Les deux régimes sont préoccupés par leur stabilité

Le roi de Jordanie Abdallah II, le président égyptien El-Sisi et des Palestiniens déplacés rentrent chez eux dans le nord de la bande de Gaza (Photo : Shutterstock, Ali Hassan/Flash90)

Une fois de plus, le président américain Donald Trump menace de faire voler en éclats des piliers apparemment immuables de la politique au Moyen-Orient d'un simple geste du doigt.

Cette fois, il cherche à mettre en œuvre ce que l'on peut observer partout dans le monde - une population civile évacuée d'une zone de guerre.

L'"idée radicale" de M. Trump consiste à déplacer les Palestiniens de la bande de Gaza vers les pays arabes voisins, qui partagent largement leur culture et leur langue et ne se lassent pas de les soutenir publiquement.

Les habitants de Gaza pourraient être emmenés en Égypte ou en Jordanie, à titre temporaire ou permanent, pendant que le "chantier de démolition" qu'est Gaza est "nettoyé", comme l'a dit le président.

Cependant, le principe selon lequel les Palestiniens ne doivent en aucun cas être déplacés de leurs maisons fait partie des convictions les plus passionnées de la région et constitue un pilier central de la "cause palestinienne".

À l'heure actuelle, nous ne pouvons pas savoir si M. Trump était conscient de l'importance de cette question lorsqu'il a fait ses premières déclarations apparemment, à première vue, désinvoltes.

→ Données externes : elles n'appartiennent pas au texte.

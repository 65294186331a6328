use fisher::battle::Battle;

/// Asserts that new logs in the battle are equal to the given logs.
#[track_caller]
pub fn assert_new_logs_eq(battle: &mut Battle<'_>, want: &[&str]) {
    let got = battle.new_logs().collect::<Vec<&str>>();
    pretty_assertions::assert_eq!(got, want.to_vec())
}
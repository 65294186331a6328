mod items;
mod shop;

pub use items::use_item;
pub use shop::{
    buy_fish,
    buy_item,
    shop_fish,
};
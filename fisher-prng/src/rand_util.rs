use crate::PseudoRandomNumberGenerator;

/// Returns a random integer in the range `[min, max)`.
///
/// `max` must be greater than `min`.
pub fn range(prng: &mut dyn PseudoRandomNumberGenerator, min: u64, max: u64) -> u64 {
    prng.next().rem_euclid(max - min) + min
}

/// Returns a random element from the given slice, with uniform probability.
///
/// A single-element slice is returned without advancing the generator.
pub fn sample_slice<'a, T>(
    prng: &mut dyn PseudoRandomNumberGenerator,
    slice: &'a [T],
) -> Option<&'a T> {
    match slice.len() {
        0 => None,
        1 => slice.first(),
        len => slice.get(range(prng, 0, len as u64) as usize),
    }
}
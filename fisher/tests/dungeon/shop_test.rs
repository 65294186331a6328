use fisher::{
    battle::{
        Request,
        SwitchRequest,
    },
    economy::{
        buy_fish,
        buy_item,
        shop_fish,
    },
};
use fisher_data::Id;
use fisher_test_utils::{
    TestGameBuilder,
    assert_error_message_contains,
    assert_invalid_input,
    get_controlled_rng_for_battle,
    static_local_data_store,
};

#[test]
fn bought_fish_and_items_join_the_next_battle() {
    let data = static_local_data_store();
    let builder = TestGameBuilder::new()
        .with_member("guppy")
        .with_gold(200)
        .with_floor(100)
        .with_monster("dungeon_lord")
        .with_controlled_rng(true);
    let mut game = builder.build_game(data).unwrap();

    assert_eq!(
        shop_fish(&game, data).unwrap(),
        vec![
            Id::from("anglerfish"),
            Id::from("barracuda"),
            Id::from("clownfish"),
            Id::from("golden_koi"),
            Id::from("jellyfish"),
            Id::from("manta_ray"),
            Id::from("seahorse"),
        ]
    );
    assert_eq!(buy_fish(&mut game, data, &Id::from("jellyfish")).unwrap(), 1);
    assert_invalid_input(buy_fish(&mut game, data, &Id::from("jellyfish")));
    assert_error_message_contains(
        buy_fish(&mut game, data, &Id::from("jellyfish")),
        "party already has a Jellyfish",
    );
    assert_invalid_input(buy_fish(&mut game, data, &Id::from("golden_koi")));
    assert_error_message_contains(
        buy_fish(&mut game, data, &Id::from("golden_koi")),
        "Golden Koi costs",
    );
    assert!(!shop_fish(&game, data).unwrap().contains(&Id::from("jellyfish")));
    buy_item(&mut game, data, &Id::from("revive")).unwrap();
    assert_eq!(game.gold, 65);

    let mut battle = builder.build_battle(&game, data).unwrap();
    get_controlled_rng_for_battle(&mut battle)
        .unwrap()
        .insert_fake_values_relative_to_sequence_count([(1, 0), (2, 0), (3, 0)]);
    battle.make_choice(&mut game, "move splash").unwrap();
    let report = battle.make_choice(&mut game, "move splash").unwrap();
    assert_eq!(
        report.request,
        Some(Request::Switch(SwitchRequest { options: vec![1] }))
    );

    // Items cannot be used while a switch is pending.
    assert_invalid_input(battle.make_choice(&mut game, "item 0,0"));
    battle.make_choice(&mut game, "switch 1").unwrap();

    let report = battle.make_choice(&mut game, "item 0,0").unwrap();
    assert_eq!(report.messages[0], "Guppy was revived!");
    assert!(game.inventory.is_empty());
    assert_eq!(game.active_candidates(), vec![0, 1]);
}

Le potentiel explosif de cette question a été mis en évidence lorsque l'Égypte, la Jordanie, l'Arabie saoudite, les Émirats arabes unis, le Qatar, l'Autorité palestinienne (tous alliés des États-Unis) et la Ligue arabe se sont unis pour s'opposer à Trump dans une rare démonstration d'unité.

Les projets de M. Trump « menacent la stabilité de la région, risquent d'étendre le conflit et compromettent les perspectives de paix et de coexistence entre ses peuples », ont-ils déclaré.

« Nous affirmons notre rejet de [toute tentative] de compromettre les droits inaliénables des Palestiniens, que ce soit par des activités d'implantation, ou des expulsions ou des annexions de terres, ou par la libération des terres de leurs propriétaires [...], sous quelque forme ou dans quelque circonstance ou justification que ce soit », peut-on lire dans la déclaration commune.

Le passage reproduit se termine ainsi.